Comme nombre de villages du Sud Grésivaudan et d’ailleurs, Saint-Vérand a beaucoup changé au cours des cinquante dernières années. Plusieurs zones pavillonnaires ont vu le jour, la population a doublé (839 habitants en 1968, 1727 en 2015 selon l’INSEE), elle s’est également et très logiquement diversifiée. Peu à peu la mémoire collective du « Saint-Vérand d’autrefois » s’estompe. Rien d’anormal à cela :  comme ce que nous avons sous les yeux, ce qui se niche dans notre mémoire, individuelle ou collective, est à la fois le résultat du passé et une étape dans le cours des choses. D’ailleurs, certains éléments n’ont pas attendu les évolutions sociologiques récentes pour disparaître totalement des souvenirs et du discours des saint-vérannais.

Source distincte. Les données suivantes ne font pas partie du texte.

/// 12-bit mask of the edges crossed by the surface, per configuration.
pub const EDGE_TABLE: [u16; 256] = [
    0x000, 0x109, 0x203, 0x30a, 0x406, 0x50f, 0x605, 0x70c,
    0x80c, 0x905, 0xa0f, 0xb06, 0xc0a, 0xd03, 0xe09, 0xf00,
    0x190, 0x099, 0x393, 0x29a, 0x596, 0x49f, 0x795, 0x69c,
    0x99c, 0x895, 0xb9f, 0xa96, 0xd9a, 0xc93, 0xf99, 0xe90,
    0x230, 0x339, 0x033, 0x13a, 0x636, 0x73f, 0x435, 0x53c,
    0xa3c, 0xb35, 0x83f, 0x936, 0xe3a, 0xf33, 0xc39, 0xd30,
    0x3a0, 0x2a9, 0x1a3, 0x0aa, 0x7a6, 0x6af, 0x5a5, 0x4ac,
    0xbac, 0xaa5, 0x9af, 0x8a6, 0xfaa, 0xea3, 0xda9, 0xca0,
    0x460, 0x569, 0x663, 0x76a, 0x066, 0x16f, 0x265, 0x36c,
    0xc6c, 0xd65, 0xe6f, 0xf66, 0x86a, 0x963, 0xa69, 0xb60,
    0x5f0, 0x4f9, 0x7f3, 0x6fa, 0x1f6, 0x0ff, 0x3f5, 0x2fc,
    0xdfc, 0xcf5, 0xfff, 0xef6, 0x9fa, 0x8f3, 0xbf9, 0xaf0,
    0x650, 0x759, 0x453, 0x55a, 0x256, 0x35f, 0x055, 0x15c,
    0xe5c, 0xf55, 0xc5f, 0xd56, 0xa5a, 0xb53, 0x859, 0x950,
    0x7c0, 0x6c9, 0x5c3, 0x4ca, 0x3c6, 0x2cf, 0x1c5, 0x0cc,
    0xfcc, 0xec5, 0xdcf, 0xcc6, 0xbca, 0xac3, 0x9c9, 0x8c0,
    0x8c0, 0x9c9, 0xac3, 0xbca, 0xcc6, 0xdcf, 0xec5, 0xfcc,
    0x0cc, 0x1c5, 0x2cf, 0x3c6, 0x4ca, 0x5c3, 0x6c9, 0x7c0,
    0x950, 0x859, 0xb53, 0xa5a, 0xd56, 0xc5f, 0xf55, 0xe5c,
    0x15c, 0x055, 0x35f, 0x256, 0x55a, 0x453, 0x759, 0x650,
    0xaf0, 0xbf9, 0x8f3, 0x9fa, 0xef6, 0xfff, 0xcf5, 0xdfc,
    0x2fc, 0x3f5, 0x0ff, 0x1f6, 0x6fa, 0x7f3, 0x4f9, 0x5f0,
    0xb60, 0xa69, 0x963, 0x86a, 0xf66, 0xe6f, 0xd65, 0xc6c,
    0x36c, 0x265, 0x16f, 0x066, 0x76a, 0x663, 0x569, 0x460,
    0xca0, 0xda9, 0xea3, 0xfaa, 0x8a6, 0x9af, 0xaa5, 0xbac,
    0x4ac, 0x5a5, 0x6af, 0x7a6, 0x0aa, 0x1a3, 0x2a9, 0x3a0,
    0xd30, 0xc39, 0xf33, 0xe3a, 0x936, 0x83f, 0xb35, 0xa3c,
    0x53c, 0x435, 0x73f, 0x636, 0x13a, 0x033, 0x339, 0x230,
    0xe90, 0xf99, 0xc93, 0xd9a, 0xa96, 0xb9f, 0x895, 0x99c,
    0x69c, 0x795, 0x49f, 0x596, 0x29a, 0x393, 0x099, 0x190,
    0xf00, 0xe09, 0xd03, 0xc0a, 0xb06, 0xa0f, 0x905, 0x80c,
    0x70c, 0x605, 0x50f, 0x406, 0x30a, 0x203, 0x109, 0x000,
];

Quelques habitants ou anciens habitants savent que le lieu dans lequel se trouve le cimetière actuel se nommait autrefois « Saint-Victor ». Ce toponyme, absent du cadastre napoléonien de 1830, apparaît cependant dans certains documents d’archives tels par exemple que le relevé géométral de l’ancien domaine seigneurial de l’Arthaudière, établi en 1825, et une délibération du conseil municipal de 1832 relative à l’achat du terrain destiné précisément à devenir le cimetière du village. Mais si le toponyme est toujours présent dans quelques rares documents et dans quelques mémoires, personne, nous avons pu le constater au moment de diverses manifestations ou publications consacrées au cimetière de Saint-Vérand en 2016-2017, personne ne se souvient qu’à l’endroit même où s’étend aujourd’hui le cimetière du village se trouvait autrefois une église placée sous le vocable de Saint-Victor.

Saint Victor chevauchant

A notre connaissance, celle-ci apparaît pour la première fois dans un hommage de 1365, « sous le Pontificat du très Saint Père Urbain V » est-il précisé. Le 12 mars de cette année-là, Jean Borrel (Ioannis Borrelli) fait serment franc et noble de verser cent sous viennois au très grand Roi Charles (Charles V dit « Le Sage »), dauphin de Viennois et de Valentinois, sur les revenus des terres qu’il tient dans le mandement de Chevrières. On apprend qu’une nommée Guillemette Relicta Peroneti Chatellari Fabri lui est redevable de deux sétiers de pur froment pour un tènement sur lequel se trouve sa maison, située près de l’église St Victor (ecclesia Sancti Victori). Saint-Vérand n’étant alors qu’un hameau de Chevrières, cette église est sans conteste celle qui nous intéresse ici. D’ailleurs, on la retrouve nommément citée dans plusieurs documents exclusivement réservés à l’identification des parcelles et des habitations de Saint-Vérand aux 17 et 18e siècles, notamment dans le terrier de 1635, une sorte de cadastre écrit destiné à l’établissement des impôts royaux.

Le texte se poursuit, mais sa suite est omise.